Charlie, who two weeks before our trip fell out of a third floor window and left the hospital
just in time to make our flight, wanted to see the frescos by Giotto in the Scrovegni Chapel.  
Petrarch, Donatello, and Galileo also lived and worked in Padua, and we all know what
happened to Galileo.  Brimming with the vague sense of purpose we felt when journeying to
a place we actually knew something about, we crossed over the Alps from the fastidious,
logic-driven Northern World into the inscrutable, laid-back, tradition-soaked Southern
World.  The architecture ranged from magnificent to dreary, with graceful churches
mingling with tacky post-war apartment buildings. Some villages we passed were so
venerable that they seemed embedded in the crust of the earth, while our own century’s
technological litter of telephone cables, electric lights, and cars poked up like momentary
pustules.  The autostrade from Milan to Verona was a congested mess of factories, power
lines, prefabricated shopping malls, dingy apartment buildings and gritty pollution, with the
occasional glimpse of an olive grove or graceful villa.  The road was clogged with trucks, and
for long stretches, northern Italy was little more than an endless string of Clevelands.

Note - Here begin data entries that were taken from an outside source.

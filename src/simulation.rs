//! Running a whole simulation with one thread per worker.

use crate::{cluster, Cell, Census, ChannelCommunicator, EngineConfig, Error, LocalGrid, Result, Worker};
use log::info;
use ndarray::ArrayView2;
use std::thread;
use std::time::{Duration, Instant};

/// What the coordinator holds at the end of a run.
#[derive(Clone, Debug)]
pub struct RunReport {
    /// The assembled global grid.
    pub grid: LocalGrid,
    pub census: Census,
    pub generations: u64,
    /// Wall time spent stepping, excluding seeding and assembly.
    pub elapsed: Duration,
}

/// Seed a grid per `config`, step it `steps` times and assemble the result.
pub fn run(config: &EngineConfig, steps: u64) -> Result<RunReport> {
    launch(config, None, steps)
}

/// Like [`run`], but start from `initial` (the `rows x cols` interior) instead of seeding.
pub fn run_from(
    config: &EngineConfig,
    initial: ArrayView2<'_, Cell>,
    steps: u64,
) -> Result<RunReport> {
    launch(config, Some(initial), steps)
}

fn launch(
    config: &EngineConfig,
    initial: Option<ArrayView2<'_, Cell>>,
    steps: u64,
) -> Result<RunReport> {
    let plan = config.validate()?;
    if let Some(initial) = initial {
        if initial.dim() != (config.rows, config.cols) {
            return Err(Error::config(format!(
                "initial grid is {:?} but the configuration asks for {}x{}",
                initial.dim(),
                config.rows,
                config.cols
            )));
        }
    }
    info!(
        "running {} steps on a {}x{} grid, rows split {:?}, {} thread(s) per worker",
        steps,
        config.rows,
        config.cols,
        plan.row_counts(),
        config.threads
    );

    let results: Vec<Result<Option<RunReport>>> = thread::scope(|scope| {
        let handles: Vec<_> = cluster(config.workers)
            .into_iter()
            .map(|comm| scope.spawn(move || run_worker(comm, config, initial, steps)))
            .collect();
        handles
            .into_iter()
            .map(|handle| match handle.join() {
                Ok(result) => result,
                Err(panic) => std::panic::resume_unwind(panic),
            })
            .collect()
    });

    let mut report = None;
    for result in results {
        if let Some(r) = result? {
            report = Some(r);
        }
    }
    let report =
        report.ok_or_else(|| Error::config("the coordinator did not produce a grid"))?;
    info!(
        "finished {} generations in {:?}: {}",
        report.generations, report.elapsed, report.census
    );
    Ok(report)
}

fn run_worker(
    comm: ChannelCommunicator,
    config: &EngineConfig,
    initial: Option<ArrayView2<'_, Cell>>,
    steps: u64,
) -> Result<Option<RunReport>> {
    let mut worker = Worker::from_config(comm, config)?;
    match initial {
        Some(initial) => {
            let share = worker.is_coordinator().then(|| initial);
            worker.scatter(share)?
        }
        None => worker.seed(&config.seeding)?,
    }
    let start = Instant::now();
    worker.run(steps)?;
    let elapsed = start.elapsed();
    let generations = worker.generation();
    Ok(worker.assemble()?.map(|grid| RunReport {
        grid: grid.clone(),
        census: grid.census(),
        generations,
        elapsed,
    }))
}
use clap::Parser;
use log::error;
use sharkgrid::{simulation, EngineConfig, Glyphs, SeedPolicy, DEFAULT_SHARK_MORTALITY_ODDS};
use std::process::ExitCode;

#[derive(Debug, Parser)]
#[command(author, version, about = "Run the sharks and fish automaton", long_about = None)]
struct Args {
    #[arg(long, default_value_t = 64)]
    rows: usize,

    #[arg(long, default_value_t = 64)]
    cols: usize,

    /// Row partitions, each run by its own worker.
    #[arg(short, long, default_value_t = 1)]
    workers: usize,

    /// Update threads per worker.
    #[arg(short, long, default_value_t = 1)]
    threads: usize,

    #[arg(short, long, default_value_t = 100)]
    steps: u64,

    #[arg(long, default_value_t = 0)]
    seed: u64,

    /// Seed sharks, fish and water with equal chance instead of percentages.
    #[arg(long, conflicts_with_all = ["shark", "fish", "water"])]
    uniform: bool,

    #[arg(long, default_value_t = 15, allow_negative_numbers = true)]
    shark: i32,

    #[arg(long, default_value_t = 60, allow_negative_numbers = true)]
    fish: i32,

    #[arg(long, default_value_t = 25, allow_negative_numbers = true)]
    water: i32,

    /// A shark dies at random once in this many steps.
    #[arg(long, default_value_t = DEFAULT_SHARK_MORTALITY_ODDS)]
    mortality_odds: i32,

    /// Print the final grid.
    #[arg(short, long)]
    print: bool,
}

impl Args {
    fn config(&self) -> EngineConfig {
        EngineConfig {
            rows: self.rows,
            cols: self.cols,
            workers: self.workers,
            threads: self.threads,
            shark_mortality_odds: self.mortality_odds,
            seeding: if self.uniform {
                SeedPolicy::Uniform
            } else {
                SeedPolicy::Weighted {
                    shark: self.shark,
                    fish: self.fish,
                    water: self.water,
                }
            },
            seed: self.seed,
        }
    }
}

fn main() -> ExitCode {
    env_logger::init();
    let args = Args::parse();

    match simulation::run(&args.config(), args.steps) {
        Ok(report) => {
            if args.print {
                println!("{}", report.grid.render(&Glyphs::default()));
            }
            println!("{}", report.census);
            println!(
                "{} generations in {:.3?} ({:.3?} per step)",
                report.generations,
                report.elapsed,
                report.elapsed / report.generations.max(1) as u32
            );
            ExitCode::SUCCESS
        }
        Err(e) => {
            error!("{}", e);
            eprintln!("error: {}", e);
            ExitCode::FAILURE
        }
    }
}
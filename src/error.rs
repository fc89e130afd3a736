use thiserror::Error;

/// Errors emitted while configuring or running the automaton.
#[derive(Debug, Error)]
pub enum Error {
    /// Settings that cannot describe a valid run. Raised before any grid state exists.
    #[error("invalid configuration: {0}")]
    Configuration(String),
    /// A cell access outside the padded buffer.
    #[error("cell ({row}, {col}) is outside the {rows}x{cols} buffer")]
    Index {
        row: usize,
        col: usize,
        rows: usize,
        cols: usize,
    },
    /// Every channel towards a peer has closed.
    #[error("worker {rank} lost contact with worker {peer}")]
    Disconnected { rank: usize, peer: usize },
    #[error("worker {rank} could not code a halo frame: {source}")]
    Codec {
        rank: usize,
        #[source]
        source: bincode::Error,
    },
    /// The tag matched but the body did not.
    #[error("worker {rank} expected {expected} from worker {peer}")]
    UnexpectedPayload {
        rank: usize,
        peer: usize,
        expected: String,
    },
}

pub type Result<T> = std::result::Result<T, Error>;

impl Error {
    pub(crate) fn config(message: impl Into<String>) -> Self {
        Error::Configuration(message.into())
    }
}
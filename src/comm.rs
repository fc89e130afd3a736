//! Point-to-point messaging between workers.
//!
//! Every message carries the sender's rank and a [`Tag`]; a receive names both and blocks until
//! a matching message arrives, holding on to anything else that shows up first. Frames are
//! bincode-encoded so the in-process transport moves exactly the bytes a networked one would.

use crate::{Cell, Error, Result};
use bincode::{deserialize_from, serialize_into};
use serde::{Deserialize, Serialize};
use std::collections::VecDeque;
use std::sync::mpsc::{channel, Receiver, Sender};
use std::sync::{Arc, Barrier};

/// Disambiguates messages travelling between the same pair of workers.
#[derive(Copy, Clone, Debug, PartialEq, Eq, Hash, Serialize, Deserialize)]
pub enum Tag {
    /// A first interior row travelling to the ring predecessor.
    Up,
    /// A last interior row travelling to the ring successor.
    Down,
    /// Corner cells exchanged directly between the first and last worker.
    TopLeft,
    TopRight,
    BottomLeft,
    BottomRight,
    /// A global row handed out by the coordinator.
    Scatter(u64),
    /// A global row collected by the coordinator.
    Gather(u64),
}

#[derive(Clone, Debug, PartialEq, Eq, Serialize, Deserialize)]
pub enum Payload {
    /// Interior cells of one row.
    Row(Vec<Cell>),
    Cell(Cell),
}

#[derive(Debug, Serialize, Deserialize)]
struct Envelope {
    source: u32,
    tag: Tag,
    payload: Payload,
}

/// Blocking, tagged, point-to-point messaging plus a global barrier.
pub trait Communicator {
    fn rank(&self) -> usize;

    fn size(&self) -> usize;

    fn send(&mut self, dest: usize, tag: Tag, payload: Payload) -> Result<()>;

    /// Block until a message from `source` tagged `tag` arrives.
    fn recv(&mut self, source: usize, tag: Tag) -> Result<Payload>;

    /// Block until every worker has reached the barrier.
    fn barrier(&self);

    /// Receive a row of exactly `len` cells.
    fn recv_row(&mut self, source: usize, tag: Tag, len: usize) -> Result<Vec<Cell>> {
        match self.recv(source, tag)? {
            Payload::Row(cells) if cells.len() == len => Ok(cells),
            _ => Err(Error::UnexpectedPayload {
                rank: self.rank(),
                peer: source,
                expected: format!("a row of {} cells tagged {:?}", len, tag),
            }),
        }
    }

    fn recv_cell(&mut self, source: usize, tag: Tag) -> Result<Cell> {
        match self.recv(source, tag)? {
            Payload::Cell(cell) => Ok(cell),
            _ => Err(Error::UnexpectedPayload {
                rank: self.rank(),
                peer: source,
                expected: format!("a single cell tagged {:?}", tag),
            }),
        }
    }
}

/// A worker's endpoint in an in-process cluster built by [`cluster`].
#[derive(Debug)]
pub struct ChannelCommunicator {
    rank: usize,
    peers: Vec<Option<Sender<Vec<u8>>>>,
    inbox: Receiver<Vec<u8>>,
    pending: VecDeque<Envelope>,
    barrier: Arc<Barrier>,
}

/// Connect `size` workers with channels. Endpoint `i` has rank `i`.
pub fn cluster(size: usize) -> Vec<ChannelCommunicator> {
    let (senders, inboxes): (Vec<_>, Vec<_>) = (0..size).map(|_| channel()).unzip();
    let barrier = Arc::new(Barrier::new(size));
    inboxes
        .into_iter()
        .enumerate()
        .map(|(rank, inbox)| ChannelCommunicator {
            rank,
            peers: senders
                .iter()
                .enumerate()
                .map(|(peer, sender)| (peer != rank).then(|| sender.clone()))
                .collect(),
            inbox,
            pending: VecDeque::new(),
            barrier: barrier.clone(),
        })
        .collect()
}

impl ChannelCommunicator {
    fn take_pending(&mut self, source: usize, tag: Tag) -> Option<Payload> {
        let ix = self
            .pending
            .iter()
            .position(|e| e.source as usize == source && e.tag == tag)?;
        self.pending.remove(ix).map(|e| e.payload)
    }
}

impl Communicator for ChannelCommunicator {
    #[inline]
    fn rank(&self) -> usize {
        self.rank
    }

    #[inline]
    fn size(&self) -> usize {
        self.peers.len()
    }

    fn send(&mut self, dest: usize, tag: Tag, payload: Payload) -> Result<()> {
        let rank = self.rank;
        let sender = self
            .peers
            .get(dest)
            .and_then(Option::as_ref)
            .ok_or(Error::Disconnected { rank, peer: dest })?;
        let envelope = Envelope {
            source: rank as u32,
            tag,
            payload,
        };
        let mut frame = Vec::new();
        serialize_into(&mut frame, &envelope).map_err(|source| Error::Codec { rank, source })?;
        sender
            .send(frame)
            .map_err(|_| Error::Disconnected { rank, peer: dest })
    }

    fn recv(&mut self, source: usize, tag: Tag) -> Result<Payload> {
        if let Some(payload) = self.take_pending(source, tag) {
            return Ok(payload);
        }
        let rank = self.rank;
        loop {
            let frame = self
                .inbox
                .recv()
                .map_err(|_| Error::Disconnected { rank, peer: source })?;
            let envelope: Envelope = deserialize_from(frame.as_slice())
                .map_err(|source| Error::Codec { rank, source })?;
            if envelope.source as usize == source && envelope.tag == tag {
                return Ok(envelope.payload);
            }
            self.pending.push_back(envelope);
        }
    }

    fn barrier(&self) {
        self.barrier.wait();
    }
}
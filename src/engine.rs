use crate::random::{stream_key, RandomSource};
use crate::{Cell, Error, LocalGrid, NeighborCounts, Result, Rule};
use ndarray::{s, ArrayView2, ArrayViewMut1, Zip};
use rayon::{ThreadPool, ThreadPoolBuilder};

/// Computes the next generation of a worker's interior.
///
/// The pass reads only from the current buffer and writes only interior cells of the next
/// one, so rows can be evaluated in any order. With more than one thread the interior rows
/// are split into contiguous chunks on a private rayon pool.
pub struct UpdateEngine {
    rule: Rule,
    pool: Option<ThreadPool>,
}

impl UpdateEngine {
    pub fn new(rule: Rule, threads: usize) -> Result<Self> {
        if threads == 0 {
            return Err(Error::config("at least one thread per worker is required"));
        }
        let pool = if threads > 1 {
            let pool = ThreadPoolBuilder::new()
                .num_threads(threads)
                .build()
                .map_err(|e| Error::config(format!("could not start update pool: {}", e)))?;
            Some(pool)
        } else {
            None
        };
        Ok(Self { rule, pool })
    }

    #[inline]
    pub fn rule(&self) -> &Rule {
        &self.rule
    }

    pub fn threads(&self) -> usize {
        self.pool
            .as_ref()
            .map_or(1, ThreadPool::current_num_threads)
    }

    /// Write generation `generation + 1` into the next buffer of `grid`.
    ///
    /// The halo of the current buffer must already be populated. Interior row `r` draws from
    /// `source.stream(stream_key(generation, first_row + r))`.
    pub fn update<R>(&self, grid: &mut LocalGrid, source: &R, generation: u64)
    where
        R: RandomSource + Sync,
    {
        let rule = self.rule;
        let first_row = grid.first_row();
        let (current, mut next) = grid.buffers();
        let mut interior = next.slice_mut(s![1..-1, ..]);
        let zip = Zip::indexed(interior.rows_mut());
        match &self.pool {
            Some(pool) => pool.install(|| {
                zip.par_for_each(|r, out| {
                    let mut rng = source.stream(stream_key(generation, first_row + r));
                    update_row(&rule, &current, r + 1, out, &mut rng);
                })
            }),
            None => zip.for_each(|r, out| {
                let mut rng = source.stream(stream_key(generation, first_row + r));
                update_row(&rule, &current, r + 1, out, &mut rng);
            }),
        }
    }
}

#[inline]
fn update_row<R: RandomSource>(
    rule: &Rule,
    current: &ArrayView2<'_, Cell>,
    row: usize,
    mut out: ArrayViewMut1<'_, Cell>,
    rng: &mut R,
) {
    let cols = current.ncols() - 2;
    for col in 1..=cols {
        let counts = NeighborCounts::around(current, row, col);
        out[col] = rule.next_state(current[[row, col]], counts, rng);
    }
}
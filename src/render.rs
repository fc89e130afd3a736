use crate::{Cell, LocalGrid, Species};
use itertools::Itertools;
use ndarray::{ArrayView2, Axis};

/// Characters used to draw each species.
#[derive(Copy, Clone, Debug, PartialEq, Eq)]
pub struct Glyphs {
    pub shark: char,
    pub fish: char,
    pub water: char,
}

impl Default for Glyphs {
    fn default() -> Self {
        Self {
            shark: 'X',
            fish: 'f',
            water: '.',
        }
    }
}

impl Glyphs {
    #[inline]
    pub fn glyph(&self, cell: Cell) -> char {
        match Species::of(cell) {
            Species::Shark => self.shark,
            Species::Fish => self.fish,
            Species::Water => self.water,
        }
    }
}

/// One line of glyphs per row of `cells`.
pub fn render(cells: ArrayView2<'_, Cell>, glyphs: &Glyphs) -> String {
    cells
        .axis_iter(Axis(0))
        .map(|row| row.iter().map(|&c| glyphs.glyph(c)).collect::<String>())
        .join("\n")
}

impl LocalGrid {
    /// Draw the interior of the current generation.
    pub fn render(&self, glyphs: &Glyphs) -> String {
        render(self.interior(), glyphs)
    }
}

By the time we got to Padua it was nearly midnight. European cities are like oysters—pearl-
like antique centers surrounded by ugly shells of modernity. We spent an hour buzzing
around the city like an insect looking for an opening, but every time we thought we found a
street leading to the center, a clever complex of one-way streets spat us back out again.  At
last we gave up and drove into the countryside to spend the night.  The scent of unwashed
males made the atmosphere in the van a bit too fruity, so we decided to sleep outside.  We
found a grassy spot by the creek in a small park, with several willows grouped together,
where we couldn’t see the lights from the surrounding buildings.

The next morning I opened one eye to see fog hanging over the park and an elderly woman
walking her poodle trying to ignore us.  The poodle, however, gave us a look that he might
give a particularly ripe fire hydrant.   We bundled up our damp bags and trudged back to
the van while a group of children playing nearby stopped to shout at us and laugh.

Our tyres had been slashed and a side window smashed in. It was the work of an instant to
ascertain that our communal bag of money was gone.  The four of us were stuck thousands
of miles from home, penniless in a country we had never before visited and knew nothing
about.  Standing in that little residential neighborhood staring at each other, we realized that
we were literally starving on the streets of a foreign land.  I felt a strange, existential
sensation.

“Bloody bleedin’ ‘ell!”  Pete shouted, swiping at the broken window and cutting his palm in
the process.  “And I was hoping for a bit of a vacation down here.  We don’t have any
money, or any food.  What the bleedin’ ‘ell do we do now?”

“Be glad we still have our instruments,” I pointed out in an unappreciated attempt to see the
bright side.  “Otherwise we’d have to beg, or just lie down and die in the park.”   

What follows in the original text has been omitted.